Historic Henderson County Library - Home of the Rotunda Gallery and rotating art exhibits, photography and fine art featuring local and regional artists. This institution first opened its doors to the public on August 1, 1904, after years of hard work by the publisher of the Henderson Journal, Edward Jonas. Mr. Jonas first began his campaign to bring a library to Henderson over a game of golf with the well-known philanthropist, Andrew Carnegie. Mr. Carnegie agreed to give the community the funding needed to build the library, if the community would purchase a suitable lot and would enact a tax that would cover the expenses related to running a library. It took Mr. Jonas until 1902 to get the backing of the local government, but soon things began to fall into place. Visitors may also notice the lettering on the outside of the building shows the word “Pvblic” rather than “Public,” suggesting that the people involved with the design of this building, more than likely would have known the Classic Roman alphabet used the symbol V for both U and V.

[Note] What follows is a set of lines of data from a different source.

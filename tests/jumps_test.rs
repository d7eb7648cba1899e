//! Tests for JMP (all three forms), JSR, RTS, and RTI.

use lib65c02::{FlatMemory, MemoryBus, CPU};

fn setup_cpu() -> CPU<FlatMemory> {
    let mut memory = FlatMemory::new();
    memory.poke(0xFFFC, 0x00);
    memory.poke(0xFFFD, 0x80);
    let mut cpu = CPU::new(memory);
    cpu.reset().unwrap();
    cpu
}

// ========== JMP ==========

#[test]
fn test_jmp_absolute() {
    let mut cpu = setup_cpu();
    cpu.memory_mut().poke(0x8000, 0x4C);
    cpu.memory_mut().poke(0x8001, 0x34);
    cpu.memory_mut().poke(0x8002, 0x12);

    cpu.step().unwrap();

    assert_eq!(cpu.pc(), 0x1234);
    assert_eq!(cpu.cycles(), 3);
}

#[test]
fn test_jmp_indirect() {
    let mut cpu = setup_cpu();
    cpu.memory_mut().poke(0x8000, 0x6C);
    cpu.memory_mut().poke(0x8001, 0x00);
    cpu.memory_mut().poke(0x8002, 0x90);
    cpu.memory_mut().poke(0x9000, 0x78);
    cpu.memory_mut().poke(0x9001, 0x56);

    cpu.step().unwrap();

    assert_eq!(cpu.pc(), 0x5678);
    assert_eq!(cpu.cycles(), 6);
}

#[test]
fn test_jmp_indirect_page_boundary_fixed() {
    // NMOS read the high byte from $90FF/$9000; the 65C02 reads
    // $90FF/$9100
    let mut cpu = setup_cpu();
    cpu.memory_mut().poke(0x8000, 0x6C);
    cpu.memory_mut().poke(0x8001, 0xFF);
    cpu.memory_mut().poke(0x8002, 0x90);
    cpu.memory_mut().poke(0x90FF, 0x78);
    cpu.memory_mut().poke(0x9100, 0x56); // correct high byte
    cpu.memory_mut().poke(0x9000, 0xEE); // NMOS would have read this

    cpu.step().unwrap();

    assert_eq!(cpu.pc(), 0x5678);
}

#[test]
fn test_jmp_absolute_indexed_indirect() {
    let mut cpu = setup_cpu();
    cpu.set_x(0x04);
    cpu.memory_mut().poke(0x8000, 0x7C);
    cpu.memory_mut().poke(0x8001, 0x00);
    cpu.memory_mut().poke(0x8002, 0x90);
    cpu.memory_mut().poke(0x9004, 0x21);
    cpu.memory_mut().poke(0x9005, 0x43);

    cpu.step().unwrap();

    assert_eq!(cpu.pc(), 0x4321);
    assert_eq!(cpu.cycles(), 6);
}

#[test]
fn test_jmp_affects_no_flags() {
    let mut cpu = setup_cpu();
    cpu.set_flag_c(true);
    cpu.set_flag_z(true);
    cpu.set_flag_n(true);
    cpu.memory_mut().poke(0x8000, 0x4C);
    cpu.memory_mut().poke(0x8001, 0x00);
    cpu.memory_mut().poke(0x8002, 0x90);

    let status_before = cpu.status();
    cpu.step().unwrap();

    assert_eq!(cpu.status(), status_before);
}

// ========== JSR / RTS ==========

#[test]
fn test_jsr_pushes_address_of_last_byte() {
    // JSR $1234 from 0x8000: stack gets 0x80 then 0x02 (the address of
    // the JSR's third byte), SP drops by 2, PC lands on the target
    let mut cpu = setup_cpu();
    cpu.memory_mut().poke(0x8000, 0x20);
    cpu.memory_mut().poke(0x8001, 0x34);
    cpu.memory_mut().poke(0x8002, 0x12);

    cpu.step().unwrap();

    assert_eq!(cpu.pc(), 0x1234);
    assert_eq!(cpu.sp(), 0xFB);
    assert_eq!(cpu.memory().peek(0x01FD), Some(0x80)); // high byte first
    assert_eq!(cpu.memory().peek(0x01FC), Some(0x02));
    assert_eq!(cpu.cycles(), 6);
}

#[test]
fn test_rts_returns_past_the_jsr() {
    let mut cpu = setup_cpu();
    cpu.memory_mut().poke(0x8000, 0x20); // JSR $1234
    cpu.memory_mut().poke(0x8001, 0x34);
    cpu.memory_mut().poke(0x8002, 0x12);
    cpu.memory_mut().poke(0x1234, 0x60); // RTS

    cpu.execute(2).unwrap();

    assert_eq!(cpu.pc(), 0x8003);
    assert_eq!(cpu.sp(), 0xFD);
    assert_eq!(cpu.cycles(), 6 + 6);
}

#[test]
fn test_jsr_rts_nested() {
    let mut cpu = setup_cpu();
    cpu.memory_mut().poke(0x8000, 0x20); // JSR $9000
    cpu.memory_mut().poke(0x8001, 0x00);
    cpu.memory_mut().poke(0x8002, 0x90);
    cpu.memory_mut().poke(0x9000, 0x20); // JSR $A000
    cpu.memory_mut().poke(0x9001, 0x00);
    cpu.memory_mut().poke(0x9002, 0xA0);
    cpu.memory_mut().poke(0xA000, 0x60); // RTS -> 0x9003
    cpu.memory_mut().poke(0x9003, 0x60); // RTS -> 0x8003

    cpu.execute(4).unwrap();

    assert_eq!(cpu.pc(), 0x8003);
    assert_eq!(cpu.sp(), 0xFD);
}

// ========== RTI ==========

#[test]
fn test_rti_restores_status_and_pc() {
    let mut cpu = setup_cpu();
    // Hand-build an interrupt frame: PC 0x9000, status with C and Z set
    cpu.set_sp(0xFA);
    cpu.memory_mut().poke(0x01FB, 0b0010_0011); // status
    cpu.memory_mut().poke(0x01FC, 0x00); // PC low
    cpu.memory_mut().poke(0x01FD, 0x90); // PC high
    cpu.memory_mut().poke(0x8000, 0x40); // RTI

    cpu.step().unwrap();

    assert_eq!(cpu.pc(), 0x9000); // no +1, unlike RTS
    assert_eq!(cpu.sp(), 0xFD);
    assert!(cpu.flag_c());
    assert!(cpu.flag_z());
    assert!(!cpu.flag_i());
    assert_eq!(cpu.cycles(), 6);
}

#[test]
fn test_rti_masks_b_and_unused() {
    let mut cpu = setup_cpu();
    cpu.set_sp(0xFA);
    cpu.memory_mut().poke(0x01FB, 0xFF);
    cpu.memory_mut().poke(0x01FC, 0x00);
    cpu.memory_mut().poke(0x01FD, 0x90);
    cpu.memory_mut().poke(0x8000, 0x40);

    cpu.step().unwrap();

    assert!(!cpu.flag_b());
    assert!(cpu.flag_n() && cpu.flag_v() && cpu.flag_d());
}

Main Street - The center of a vibrant downtown shopping and business center, offering a variety of shops for everyone’s interest. Simon’s Shoes, is a full service fitting shoe store, which carries the largest selections of shoe sizes in the Midwest.
John James Audubon Museum - Located in the picturesque John James Audubon State Park, the staff will provide a guided tour of the Museum.Listed in the National Register of Historic Places, guests can explore original oil and watercolor art by Audubon, as well all personal memorabilia in this world-class facility.Enjoy a “Birds of Prey” program presented by the park naturalist.After touring the Museum, explore the scenic grounds.On October 3, 1934, the Commonwealth of Kentucky dedicated the John James Audubon State Park, years later provided money to create the addition of a museum to the grounds. Today, the park is filled with beautiful and interesting stops for everyone. Bird watchers have some of the best views of native bird species from the wooded areas and benches of the park. Trails wrap around the park with incredible views of Kentucky and a nice walk can be enjoyed with the comfort of benches placed along the paths.
Audubon Mill Park - This scenic park, located right off of the Ohio River, offers the perfect opportunity for guests who wish to spend the day enjoying and exploring the beauty of Kentucky. The park offers a beautiful, paved trail perfect for a stroll down the river and has plenty of spots to take a rest on the benches or to relax and soak in the beauty of the outdoors. Guests may want to utilize this location to enjoy a lunch from a local eatery at one of the tables or pavilions for the perfect outdoor picnic. The park is used annually to hold a series of festivals, concerts, and events and is a frequent destination for Blue Grass and local artists to vocalize their talents to the community and visitors.
Henderson Hop-On Hop-Off Tour
Henderson, Kentucky has its roots in a small, block-wide strip of land high above the Ohio River, the site of the present Audubon Mill Park directly south of the city's riverfront boat dock. A village on this site was called Red Banks by the local Cherokee on account of its reddish clay soil. By the early 1790s, Red Banks had a tavern and several European-American families along with the Cherokee. Gen. Samuel Hopkins and the surveyor Thomas Allin visited Red Banks in 1797 and laid out plans for the future town of Henderson. It was formally established by the Kentucky legislature the same year. Henderson is now a progressive modern, small southern town, but it also has its heritage and history deeply embedded within its borders and embraced by its citizens.